Source records -
◆ ◆ ◆

use std::sync::OnceLock;

use tracing::Level;
use tracing_appender::non_blocking::WorkerGuard;
use tracing_subscriber::fmt::writer::MakeWriterExt;
use tracing_subscriber::{EnvFilter, layer::SubscriberExt, util::SubscriberInitExt};

static LOG_GUARD: OnceLock<WorkerGuard> = OnceLock::new();

/// Installs the process-wide tracing subscriber: console output plus a daily
/// rolling log file under `logs/`. `base_level` is used when `RUST_LOG` is
/// not set. Safe to call once per process; a second call panics.
pub fn setup_logging(base_level: &str) {
    let env_filter = EnvFilter::try_from_default_env()
        .or_else(|_| EnvFilter::try_new(base_level))
        .unwrap_or_else(|e| panic!("Invalid log filter: {}", e));

    std::fs::create_dir_all("logs")
        .unwrap_or_else(|e| panic!("Failed to create logs directory: {}", e));

    let file_appender = tracing_appender::rolling::Builder::new()
        .rotation(tracing_appender::rolling::Rotation::DAILY)
        .filename_prefix("rawmount")
        .filename_suffix("log")
        .max_log_files(5)
        .build("logs")
        .unwrap_or_else(|e| panic!("Failed to create log file appender: {}", e));

    let (file_writer, guard) = tracing_appender::non_blocking(file_appender);
    LOG_GUARD.set(guard).expect("Logging already initialized");

    let console_writer = std::io::stdout.and(std::io::stderr.with_min_level(Level::WARN));

    let console_layer = tracing_subscriber::fmt::layer()
        .with_target(true)
        .with_ansi(true)
        .with_writer(console_writer);

    let file_layer = tracing_subscriber::fmt::layer()
        .with_target(true)
        .with_ansi(false)
        .with_writer(file_writer);

    tracing_subscriber::registry()
        .with(env_filter)
        .with(console_layer)
        .with(file_layer)
        .try_init()
        .unwrap_or_else(|e| panic!("Logger initialization failed: {}", e));
}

◆ ◆ ◆

Work instructions -
Output the material in full, matching it word for word.

Result below -
use std::sync::OnceLock;

use tracing::Level;
use tracing_appender::non_blocking::WorkerGuard;
use tracing_subscriber::fmt::writer::MakeWriterExt;
use tracing_subscriber::{EnvFilter, layer::SubscriberExt, util::SubscriberInitExt};

static LOG_GUARD: OnceLock<WorkerGuard> = OnceLock::new();

/// Installs the process-wide tracing subscriber: console output plus a daily
/// rolling log file under `logs/`. `base_level` is used when `RUST_LOG` is
/// not set. Safe to call once per process; a second call panics.
pub fn setup_logging(base_level: &str) {
    let env_filter = EnvFilter::try_from_default_env()
        .or_else(|_| EnvFilter::try_new(base_level))
        .unwrap_or_else(|e| panic!("Invalid log filter: {}", e));

    std::fs::create_dir_all("logs")
        .unwrap_or_else(|e| panic!("Failed to create logs directory: {}", e));

    let file_appender = tracing_appender::rolling::Builder::new()
        .rotation(tracing_appender::rolling::Rotation::DAILY)
        .filename_prefix("rawmount")
        .filename_suffix("log")
        .max_log_files(5)
        .build("logs")
        .unwrap_or_else(|e| panic!("Failed to create log file appender: {}", e));

    let (file_writer, guard) = tracing_appender::non_blocking(file_appender);
    LOG_GUARD.set(guard).expect("Logging already initialized");

    let console_writer = std::io::stdout.and(std::io::stderr.with_min_level(Level::WARN));

    let console_layer = tracing_subscriber::fmt::layer()
        .with_target(true)
        .with_ansi(true)
        .with_writer(console_writer);

    let file_layer = tracing_subscriber::fmt::layer()
        .with_target(true)
        .with_ansi(false)
        .with_writer(file_writer);

    tracing_subscriber::registry()
        .with(env_filter)
        .with(console_layer)
        .with(file_layer)
        .try_init()
        .unwrap_or_else(|e| panic!("Logger initialization failed: {}", e));
}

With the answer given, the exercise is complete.